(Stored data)
•••

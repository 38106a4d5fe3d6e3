//! Shared "predict" pipeline used by both CLI and TUI front-ends.
//!
//! Keeping this in one place avoids duplicating the core workflow:
//! resolve model path -> load artifact -> predict -> verdict
//!
//! The CLI and the TUI can then focus on presentation (printing vs widgets).

use crate::config::ModelConfig;
use crate::domain::FeatureVector;
use crate::error::AppError;
use crate::io::{ModelSummary, load_classifier};
use crate::models::Predictor;
use crate::report::{Verdict, verdict_for};

/// Everything a front-end needs once the model is loaded.
#[derive(Debug, Clone)]
pub struct Session {
    pub predictor: Predictor,
    pub summary: ModelSummary,
    pub config: ModelConfig,
}

/// Load the model. Any failure here is fatal for the caller.
pub fn start(config: ModelConfig) -> Result<Session, AppError> {
    tracing::info!(
        path = %config.path.display(),
        source = config.source.display_name(),
        "loading model"
    );
    let (classifier, summary) = load_classifier(&config.path)?;
    Ok(Session {
        predictor: Predictor::new(classifier),
        summary,
        config,
    })
}

/// Predict from form values (already clamped by the widgets).
pub fn predict(predictor: &Predictor, features: &FeatureVector) -> Verdict {
    verdict_for(predictor.predict(features))
}

/// Predict from untrusted values, rejecting anything out of range.
pub fn predict_checked(predictor: &Predictor, features: &FeatureVector) -> Result<Verdict, AppError> {
    let label = predictor.predict_checked(features)?;
    Ok(verdict_for(label))
}
//! Tracing setup.
//!
//! CLI subcommands log to stderr (default level `warn`, override with
//! `RUST_LOG`). The TUI draws on the terminal, so it only logs when asked to,
//! and then to `credit-default.log` in `CREDIT_LOG_DIR` (or the working
//! directory).

use std::path::PathBuf;

use tracing_appender::non_blocking::WorkerGuard;
use tracing_subscriber::EnvFilter;

use crate::config::LOG_DIR_ENV;

const LOG_FILE_NAME: &str = "credit-default.log";

pub fn init_cli() {
    let filter = EnvFilter::try_from_default_env().unwrap_or_else(|_| EnvFilter::new("warn"));

    let _ = tracing_subscriber::fmt()
        .with_env_filter(filter)
        .with_writer(std::io::stderr)
        .with_target(false)
        .try_init();
}

/// Directory for the TUI log file, or `None` when TUI logging is off.
///
/// `CREDIT_LOG_DIR` picks the directory; `RUST_LOG` alone logs to the working
/// directory.
pub fn tui_log_dir() -> Option<PathBuf> {
    match std::env::var(LOG_DIR_ENV) {
        Ok(dir) if !dir.trim().is_empty() => Some(PathBuf::from(dir.trim())),
        _ if std::env::var_os("RUST_LOG").is_some() => Some(PathBuf::from(".")),
        _ => None,
    }
}

/// Start file logging for the TUI if `RUST_LOG` or `CREDIT_LOG_DIR` is set.
///
/// The returned guard flushes the log on drop; keep it alive for the whole
/// session.
pub fn init_tui() -> Option<WorkerGuard> {
    let log_dir = tui_log_dir()?;

    // `rolling::never` panics if it can't open the file, so check first.
    if std::fs::create_dir_all(&log_dir).is_err()
        || std::fs::OpenOptions::new()
            .create(true)
            .append(true)
            .open(log_dir.join(LOG_FILE_NAME))
            .is_err()
    {
        eprintln!(
            "Warning: cannot write {} in {}, logging disabled",
            LOG_FILE_NAME,
            log_dir.display()
        );
        return None;
    }

    let filter = EnvFilter::try_from_default_env().unwrap_or_else(|_| EnvFilter::new("info"));
    let appender = tracing_appender::rolling::never(&log_dir, LOG_FILE_NAME);
    let (writer, guard) = tracing_appender::non_blocking(appender);

    let _ = tracing_subscriber::fmt()
        .with_env_filter(filter)
        .with_writer(writer)
        .with_ansi(false)
        .with_target(true)
        .try_init();

    Some(guard)
}
//! Runtime configuration.
//!
//! The only setting is where the model artifact lives. It is resolved once at
//! startup, in this order:
//!
//! 1. `--model <PATH>` on the command line
//! 2. `CREDIT_MODEL_PATH` in the environment (a `.env` file is honoured)
//! 3. `random_forest_model.json` in the working directory

use std::path::{Path, PathBuf};

/// Environment variable naming the model artifact.
pub const MODEL_PATH_ENV: &str = "CREDIT_MODEL_PATH";

/// Environment variable naming the directory for TUI log files.
pub const LOG_DIR_ENV: &str = "CREDIT_LOG_DIR";

/// Default artifact path, relative to the working directory.
pub const DEFAULT_MODEL_PATH: &str = "random_forest_model.json";

/// Merge `.env` from the working directory into the process environment.
///
/// Variables already set win over the file. Runs once at startup, before
/// logging or the model path look at the environment.
pub fn load_dotenv() {
    dotenvy::dotenv().ok();
}

/// Where the model path came from.
#[derive(Debug, Clone, Copy, PartialEq, Eq)]
pub enum ModelSource {
    Flag,
    Env,
    Default,
}

impl ModelSource {
    pub fn display_name(self) -> &'static str {
        match self {
            ModelSource::Flag => "--model",
            ModelSource::Env => MODEL_PATH_ENV,
            ModelSource::Default => "default",
        }
    }
}

#[derive(Debug, Clone, PartialEq, Eq)]
pub struct ModelConfig {
    pub path: PathBuf,
    pub source: ModelSource,
}

impl ModelConfig {
    /// Resolve the model path from the CLI flag and the process environment.
    ///
    /// Expects `load_dotenv` to have run already.
    pub fn from_env(flag: Option<&Path>) -> Self {
        let env_value = std::env::var(MODEL_PATH_ENV).ok();
        Self::resolve(flag, env_value.as_deref())
    }

    /// Pure resolution step; empty environment values are ignored.
    pub fn resolve(flag: Option<&Path>, env_value: Option<&str>) -> Self {
        if let Some(path) = flag {
            return Self {
                path: path.to_path_buf(),
                source: ModelSource::Flag,
            };
        }

        match env_value.map(str::trim).filter(|v| !v.is_empty()) {
            Some(value) => Self {
                path: PathBuf::from(value),
                source: ModelSource::Env,
            },
            None => Self {
                path: PathBuf::from(DEFAULT_MODEL_PATH),
                source: ModelSource::Default,
            },
        }
    }
}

•••

### Your instructions
In the records above, locate the lines holding the word "ModelConfig". Copy each of them.

### Expected answer
use crate::config::ModelConfig;
    pub config: ModelConfig,
pub fn start(config: ModelConfig) -> Result<Session, AppError> {
pub struct ModelConfig {
impl ModelConfig {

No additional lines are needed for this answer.